ASSIGNMENT: Only an exact copy of the entries will serve as the answer.

ENTRIES PROVIDED:

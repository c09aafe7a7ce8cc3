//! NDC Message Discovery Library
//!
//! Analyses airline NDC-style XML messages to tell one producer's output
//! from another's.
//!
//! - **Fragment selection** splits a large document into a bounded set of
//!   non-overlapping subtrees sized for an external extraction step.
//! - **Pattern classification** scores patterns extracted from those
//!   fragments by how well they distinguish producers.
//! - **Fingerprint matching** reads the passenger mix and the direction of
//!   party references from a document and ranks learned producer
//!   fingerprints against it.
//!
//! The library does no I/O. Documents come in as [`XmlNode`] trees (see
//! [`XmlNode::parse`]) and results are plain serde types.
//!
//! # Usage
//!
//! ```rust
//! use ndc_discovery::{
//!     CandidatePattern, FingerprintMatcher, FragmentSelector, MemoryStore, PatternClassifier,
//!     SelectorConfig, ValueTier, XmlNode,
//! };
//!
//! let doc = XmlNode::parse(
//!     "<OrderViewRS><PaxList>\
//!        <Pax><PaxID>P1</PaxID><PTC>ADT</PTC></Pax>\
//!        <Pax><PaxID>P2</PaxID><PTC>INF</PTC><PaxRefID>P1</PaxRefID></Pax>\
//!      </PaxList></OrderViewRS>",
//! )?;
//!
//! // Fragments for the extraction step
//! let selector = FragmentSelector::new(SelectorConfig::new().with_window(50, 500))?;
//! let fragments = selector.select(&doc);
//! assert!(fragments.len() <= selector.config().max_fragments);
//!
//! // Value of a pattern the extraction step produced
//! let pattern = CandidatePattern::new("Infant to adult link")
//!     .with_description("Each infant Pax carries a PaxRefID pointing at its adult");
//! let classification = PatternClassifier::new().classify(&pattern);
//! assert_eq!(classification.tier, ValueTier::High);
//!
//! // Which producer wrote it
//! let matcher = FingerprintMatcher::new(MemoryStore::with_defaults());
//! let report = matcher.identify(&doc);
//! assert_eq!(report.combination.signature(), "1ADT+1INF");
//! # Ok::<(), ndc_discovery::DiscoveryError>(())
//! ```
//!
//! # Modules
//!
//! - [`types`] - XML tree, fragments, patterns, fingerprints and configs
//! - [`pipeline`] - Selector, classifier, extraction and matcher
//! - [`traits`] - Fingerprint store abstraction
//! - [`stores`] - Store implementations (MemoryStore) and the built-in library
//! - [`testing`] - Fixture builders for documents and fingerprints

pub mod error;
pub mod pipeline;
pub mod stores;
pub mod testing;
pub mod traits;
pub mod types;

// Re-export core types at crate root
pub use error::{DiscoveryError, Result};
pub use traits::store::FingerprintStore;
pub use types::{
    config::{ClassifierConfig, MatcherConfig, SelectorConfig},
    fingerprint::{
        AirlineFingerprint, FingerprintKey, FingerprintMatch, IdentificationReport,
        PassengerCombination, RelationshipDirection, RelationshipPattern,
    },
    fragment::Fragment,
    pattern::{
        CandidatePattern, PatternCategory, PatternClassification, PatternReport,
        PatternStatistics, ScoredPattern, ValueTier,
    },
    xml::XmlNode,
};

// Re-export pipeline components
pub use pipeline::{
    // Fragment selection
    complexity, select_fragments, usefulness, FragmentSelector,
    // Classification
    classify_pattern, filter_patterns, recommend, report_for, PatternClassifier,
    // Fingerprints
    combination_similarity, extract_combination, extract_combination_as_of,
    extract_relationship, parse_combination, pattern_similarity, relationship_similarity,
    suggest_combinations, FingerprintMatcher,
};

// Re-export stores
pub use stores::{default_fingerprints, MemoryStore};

RESULT BELOW:
repository c09aafe7a7ce8cc3
//! NDC Message Discovery Library
//!
//! Analyses airline NDC-style XML messages to tell one producer's output
//! from another's.
//!
//! - **Fragment selection** splits a large document into a bounded set of
//!   non-overlapping subtrees sized for an external extraction step.
//! - **Pattern classification** scores patterns extracted from those
//!   fragments by how well they distinguish producers.
//! - **Fingerprint matching** reads the passenger mix and the direction of
//!   party references from a document and ranks learned producer
//!   fingerprints against it.
//!
//! The library does no I/O. Documents come in as [`XmlNode`] trees (see
//! [`XmlNode::parse`]) and results are plain serde types.
//!
//! # Usage
//!
//! ```rust
//! use ndc_discovery::{
//!     CandidatePattern, FingerprintMatcher, FragmentSelector, MemoryStore, PatternClassifier,
//!     SelectorConfig, ValueTier, XmlNode,
//! };
//!
//! let doc = XmlNode::parse(
//!     "<OrderViewRS><PaxList>\
//!        <Pax><PaxID>P1</PaxID><PTC>ADT</PTC></Pax>\
//!        <Pax><PaxID>P2</PaxID><PTC>INF</PTC><PaxRefID>P1</PaxRefID></Pax>\
//!      </PaxList></OrderViewRS>",
//! )?;
//!
//! // Fragments for the extraction step
//! let selector = FragmentSelector::new(SelectorConfig::new().with_window(50, 500))?;
//! let fragments = selector.select(&doc);
//! assert!(fragments.len() <= selector.config().max_fragments);
//!
//! // Value of a pattern the extraction step produced
//! let pattern = CandidatePattern::new("Infant to adult link")
//!     .with_description("Each infant Pax carries a PaxRefID pointing at its adult");
//! let classification = PatternClassifier::new().classify(&pattern);
//! assert_eq!(classification.tier, ValueTier::High);
//!
//! // Which producer wrote it
//! let matcher = FingerprintMatcher::new(MemoryStore::with_defaults());
//! let report = matcher.identify(&doc);
//! assert_eq!(report.combination.signature(), "1ADT+1INF");
//! # Ok::<(), ndc_discovery::DiscoveryError>(())
//! ```
//!
//! # Modules
//!
//! - [`types`] - XML tree, fragments, patterns, fingerprints and configs
//! - [`pipeline`] - Selector, classifier, extraction and matcher
//! - [`traits`] - Fingerprint store abstraction
//! - [`stores`] - Store implementations (MemoryStore) and the built-in library
//! - [`testing`] - Fixture builders for documents and fingerprints

pub mod error;
pub mod pipeline;
pub mod stores;
pub mod testing;
pub mod traits;
pub mod types;

// Re-export core types at crate root
pub use error::{DiscoveryError, Result};
pub use traits::store::FingerprintStore;
pub use types::{
    config::{ClassifierConfig, MatcherConfig, SelectorConfig},
    fingerprint::{
        AirlineFingerprint, FingerprintKey, FingerprintMatch, IdentificationReport,
        PassengerCombination, RelationshipDirection, RelationshipPattern,
    },
    fragment::Fragment,
    pattern::{
        CandidatePattern, PatternCategory, PatternClassification, PatternReport,
        PatternStatistics, ScoredPattern, ValueTier,
    },
    xml::XmlNode,
};

// Re-export pipeline components
pub use pipeline::{
    // Fragment selection
    complexity, select_fragments, usefulness, FragmentSelector,
    // Classification
    classify_pattern, filter_patterns, recommend, report_for, PatternClassifier,
    // Fingerprints
    combination_similarity, extract_combination, extract_combination_as_of,
    extract_relationship, parse_combination, pattern_similarity, relationship_similarity,
    suggest_combinations, FingerprintMatcher,
};

// Re-export stores
pub use stores::{default_fingerprints, MemoryStore};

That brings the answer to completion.